(Collected data)
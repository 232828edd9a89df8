use chrono::{Local, NaiveDate};
use clap::Parser;

use hoops_dataset::cli::Args;
use hoops_dataset::config::Config;
use hoops_dataset::data_fetcher::create_http_client_with_timeout;
use hoops_dataset::error::AppError;
use hoops_dataset::{logging, pipeline};

#[tokio::main]
async fn main() -> Result<(), AppError> {
    let args = Args::parse();

    let (log_file_path, _guard) = logging::setup_logging(&args).await?;
    tracing::info!("Logs are being written to: {log_file_path}");

    // Configuration operations short-circuit before any network work
    if args.list_config {
        Config::display().await?;
        return Ok(());
    }

    if let Some(new_base_url) = args.set_api_base_url {
        let mut config = Config::load().await.unwrap_or_default();
        config.api_base_url = new_base_url;
        config.validate()?;
        config.save().await?;
        println!("Config updated successfully!");
        return Ok(());
    }

    let mut config = Config::load().await?;
    if let Some(season) = args.season {
        config.season = season;
    }
    if let Some(output_dir) = args.output_dir {
        config.data_dir = output_dir;
    }

    let today = match &args.date {
        Some(date) => NaiveDate::parse_from_str(date, "%Y-%m-%d").map_err(|e| {
            AppError::date_parse_error(format!("Invalid --date value '{date}': {e}"))
        })?,
        None => Local::now().date_naive(),
    };

    let client = create_http_client_with_timeout(config.http_timeout_seconds)?;

    let rows = pipeline::refresh_dataset(&client, &config, today).await?;
    tracing::info!("Dataset refresh complete: {rows} rows");

    Ok(())
}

# [AIM OF THE TASK]
A single figure is required: how many lines above contain the word "Local".

# [RESPONSE TO THIS EXERCISE]
2